General characteristics
- Class & type: Type XXIII submarine
- Displacement: 234 t (230 long tons) (surfaced); 258 t (254 long tons) (submerged);
- Length: 34.68 m (113 ft 9 in) (o/a); 26.00 m (85 ft 4 in) (p/h);
- Beam: 3.02 m (9 ft 11 in) (o/a); 3.00 m (9 ft 10 in) (p/h);
- Draught: 3.66 m (12 ft)
- Installed power: 575–630 PS (423–463 kW; 567–621 shp) (diesel drive); 580 PS (430 kW; 570 shp) (standard electric drive); 35 PS (26 kW; 35 shp) (silent electric drive);
- Propulsion: 1 × MWM RS134S 6-cylinder diesel engine; 1 × AEG GU4463-8 double-acting electric motor; 1 × BBC CCR188 electric creeping motor;
- Speed: 9.7 knots (18 km/h; 11 mph) (surfaced); 12.5 knots (23 km/h; 14 mph) (submerged);
- Range: 2,600 nautical miles (4,800 km; 3,000 mi) at 8 knots (15 km/h; 9.2 mph) surfaced; 194 nmi (359 km; 223 mi) at 4 knots (7.4 km/h; 4.6 mph) submerged;
- Test depth: 180 m (590 ft)
- Complement: 14–18
- Armament: 2 × 53.3 cm (21 in) bow torpedo tubes; 2 × torpedoes;

Service record
- Part of: 4th U-boat Flotilla; 18 April – 5 May 1945;
- Identification codes: M 51 783
- Commanders: Oblt.z.S. Hermann Schulz; 18 April – 2 May 1945; Oblt.z.S. Hans-Walter Pahl; 3 – 5 May 1945;
- Operations: None
- Victories: None

= German submarine U-2369 =

German World War II submarine

German submarine U-2369 was a Type XXIII U-boat of Nazi Germany's Kriegsmarine during World War II. She was ordered on 20 September 1944, and was laid down on 20 December 1944 at Deutsche Werft AG, Hamburg, as yard number 523. She was launched on 24 March 1945 and commissioned under the command of Oberleutnant zur See Hermann Schulz on 18 April 1945.

==Design==
Like all Type XXIII U-boats, U-2369 had a displacement of 234 t when at the surface and 258 t while submerged. She had a total length of 34.68 m (o/a), a beam width of 3.02 m (o/a), and a draught depth of3.66 m. The submarine was powered by one MWM six-cylinder RS134S diesel engine providing 575–630 PS, one AEG GU4463-8 double-acting electric motor electric motor providing 580 PS, and one BBC silent running CCR188 electric motor providing 35 PS.
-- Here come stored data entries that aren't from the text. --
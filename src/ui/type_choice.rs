// Copyright 2025 Eric Jingryd (tidynest@proton.me)
//
// Licensed under the Apache License, Version 2.0 (the "License");
// you may not use this file except in compliance with the License.
// You may obtain a copy of the License at
//
//     http://www.apache.org/licenses/LICENSE-2.0
//
// Unless required by applicable law or agreed to in writing, software
// distributed under the License is distributed on an "AS IS" BASIS,
// WITHOUT WARRANTIES OR CONDITIONS OF ANY KIND, either express or implied.
// See the License for the specific language governing permissions and
// limitations under the License.

//! Selection state of the question type picker
//!
//! The GTK dialog only forwards button clicks here, so what the dialog
//! returns can be tested without a display.

use std::cell::Cell;

use crate::core::QuestionType;

/// Result holder for the type picker
#[derive(Debug, Default)]
pub struct TypeChoice {
    selected: Cell<Option<QuestionType>>,
    closed: Cell<bool>,
}

impl TypeChoice {
    pub fn new() -> Self {
        Self::default()
    }

    /// Records a type button click and closes the picker
    pub fn select_type(&self, kind: QuestionType) {
        self.selected.set(Some(kind));
        self.closed.set(true);
    }

    /// Closes without a choice (Cancel, Escape or the window close button)
    pub fn cancel(&self) {
        self.selected.set(None);
        self.closed.set(true);
    }

    /// Whether the picker has been closed either way
    pub fn is_closed(&self) -> bool {
        self.closed.get()
    }

    /// The chosen type, `None` while open or after a cancel
    pub fn result(&self) -> Option<QuestionType> {
        if self.closed.get() {
            self.selected.get()
        } else {
            None
        }
    }
}

#[cfg(test)]
mod tests {
    use super::*;

    #[test]
    fn test_open_picker_has_no_result() {
        let choice = TypeChoice::new();
        assert!(!choice.is_closed());
        assert_eq!(choice.result(), None);
    }

    #[test]
    fn test_select_type_records_result() {
        let choice = TypeChoice::new();
        choice.select_type(QuestionType::DragAndDrop);

        assert!(choice.is_closed());
        assert_eq!(choice.result(), Some(QuestionType::DragAndDrop));
    }

    #[test]
    fn test_cancel_clears_result() {
        let choice = TypeChoice::new();
        choice.select_type(QuestionType::Open);
        choice.cancel();

        assert!(choice.is_closed());
        assert_eq!(choice.result(), None);
    }

    #[test]
    fn test_every_type_can_be_selected() {
        for kind in QuestionType::ALL {
            let choice = TypeChoice::new();
            choice.select_type(kind);
            assert_eq!(choice.result(), Some(kind));
        }
    }
}
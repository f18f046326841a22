// Copyright 2025 Eric Jingryd (tidynest@proton.me)
//
// Licensed under the Apache License, Version 2.0 (the "License");
// you may not use this file except in compliance with the License.
// You may obtain a copy of the License at
//
//     http://www.apache.org/licenses/LICENSE-2.0
//
// Unless required by applicable law or agreed to in writing, software
// distributed under the License is distributed on an "AS IS" BASIS,
// WITHOUT WARRANTIES OR CONDITIONS OF ANY KIND, either express or implied.
// See the License for the specific language governing permissions and
// limitations under the License.

use std::path::PathBuf;
use thiserror::Error;

/// Errors that can occur while loading settings or writing exports.
#[derive(Debug, Error)]
pub enum SettingsError {
    /// Explicit settings file does not exist.
    #[error("Settings file not found: {0}")]
    NotFound(PathBuf),

    /// A source could not be read or merged.
    #[error("Failed to load settings: {0}")]
    Load(String),

    /// Merged values do not fit the settings structure.
    #[error("Failed to parse settings: {0}")]
    Parse(String),

    /// Values parsed but are not usable.
    #[error("Invalid settings: {0}")]
    Invalid(String),

    /// Atomic write operation failed.
    #[error("Atomic write failed: {0}")]
    WriteFailed(String),

    /// Generic I/O error.
    #[error("IO error: {0}")]
    Io(#[from] std::io::Error),
}

impl From<config::ConfigError> for SettingsError {
    fn from(err: config::ConfigError) -> Self {
        SettingsError::Load(err.to_string())
    }
}
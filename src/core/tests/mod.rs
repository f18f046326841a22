//! Core module tests
//!
//! Contains test suites for core functionality:
//! - Type, parent and serde tests
//! - Catalog tree tests
//! - Formatting tests
//! - Validation and editor form tests

#[cfg(test)]
mod catalog_tests;
#[cfg(test)]
mod format_tests;
#[cfg(test)]
mod types_tests;
// Copyright 2025 Eric Jingryd (tidynest@proton.me)
//
// Licensed under the Apache License, Version 2.0 (the "License");
// you may not use this file except in compliance with the License.
// You may obtain a copy of the License at
//
//     http://www.apache.org/licenses/LICENSE-2.0
//
// Unless required by applicable law or agreed to in writing, software
// distributed under the License is distributed on an "AS IS" BASIS,
// WITHOUT WARRANTIES OR CONDITIONS OF ANY KIND, either express or implied.
// See the License for the specific language governing permissions and
// limitations under the License.

use super::super::*;
use crate::core::{Catalog, Feedback, FeedbackStatus, Question, QuestionType, Subject};
use std::fs;
use tempfile::TempDir;

fn sample_catalog() -> Catalog {
    let subject = Subject {
        id: "s1".to_string(),
        title: "Voorrang".to_string(),
        question_ids: vec!["q1".to_string()],
        questions: vec![Question {
            id: Some("q1".to_string()),
            ..Question::new(QuestionType::Open, "Wie gaat eerst?")
        }],
    };
    Catalog::new(vec![subject], Vec::new())
}

#[test]
fn test_export_writes_snapshot() {
    let temp_dir = TempDir::new().unwrap();
    let path = temp_dir.path().join("catalog.json");
    let feedback = vec![Feedback {
        id: "f1".to_string(),
        status: FeedbackStatus::Resolved,
        ..Default::default()
    }];

    let written = export_snapshot(&path, &sample_catalog(), &feedback).unwrap();

    let content = fs::read_to_string(&path).unwrap();
    assert_eq!(written, content.len());

    let json: serde_json::Value = serde_json::from_str(&content).unwrap();
    assert_eq!(json["questionCount"], 1);
    assert_eq!(json["catalog"]["subjects"][0]["title"], "Voorrang");
    assert_eq!(json["catalog"]["subjects"][0]["questions"][0]["question"], "Wie gaat eerst?");
    assert_eq!(json["feedback"][0]["status"], "resolved");
    assert!(json["exportedAt"].is_string());
}

#[test]
fn test_export_replaces_existing_file() {
    let temp_dir = TempDir::new().unwrap();
    let path = temp_dir.path().join("catalog.json");
    fs::write(&path, "old content").unwrap();

    export_snapshot(&path, &Catalog::default(), &[]).unwrap();

    let content = fs::read_to_string(&path).unwrap();
    assert!(!content.contains("old content"));
    assert!(content.contains("\"questionCount\": 0"));
}

#[test]
fn test_export_to_missing_directory_fails() {
    let temp_dir = TempDir::new().unwrap();
    let path = temp_dir.path().join("no/such/dir/catalog.json");

    let result = export_snapshot(&path, &Catalog::default(), &[]);
    assert!(matches!(result, Err(SettingsError::WriteFailed(_))));
}
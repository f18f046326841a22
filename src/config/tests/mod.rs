//! Settings module tests
//!
//! - Layered loading (defaults, file, environment, legacy variables)
//! - Validation failures
//! - Atomic catalog export

#[cfg(test)]
mod export_tests;
#[cfg(test)]
mod loader_tests;
// Copyright 2025 Eric Jingryd (tidynest@proton.me)
//
// Licensed under the Apache License, Version 2.0 (the "License");
// you may not use this file except in compliance with the License.
// You may obtain a copy of the License at
//
//     http://www.apache.org/licenses/LICENSE-2.0
//
// Unless required by applicable law or agreed to in writing, software
// distributed under the License is distributed on an "AS IS" BASIS,
// WITHOUT WARRANTIES OR CONDITIONS OF ANY KIND, either express or implied.
// See the License for the specific language governing permissions and
// limitations under the License.

//! Reusable UI widgets

mod catalog_list;
mod details_panel;
mod feedback_panel;
mod question_dialog;
mod search_bar;
mod status_banner;
mod type_dialog;

pub use catalog_list::CatalogList;
pub use details_panel::DetailsPanel;
pub use feedback_panel::FeedbackPanel;
pub use question_dialog::QuestionDialog;
pub use search_bar::SearchBar;
pub use status_banner::StatusBanner;
pub use type_dialog::TypeDialog;
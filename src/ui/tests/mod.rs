//! UI module tests
//!
//! - Controller tests (worker round trips against a mock server)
The submarine had a maximum surface speed of 9.7 kn and a submerged speed of 12.5 kn. When submerged, the boat could operate at 4 kn for 194 nmi; when surfaced, she could travel 2600 nmi at 8 kn. U-2369 was fitted with two 53.3 cm torpedo tubes in the bow. She could carry two preloaded torpedoes. The complement was 14 – 18 men. This class of U-boat did not carry a deck gun.

==Service history==
On 5 May 1945, U-2369 was scuttled in Gelting Bay near Gelting as part of Operation Regenbogen. The wreck was later raised and broken up.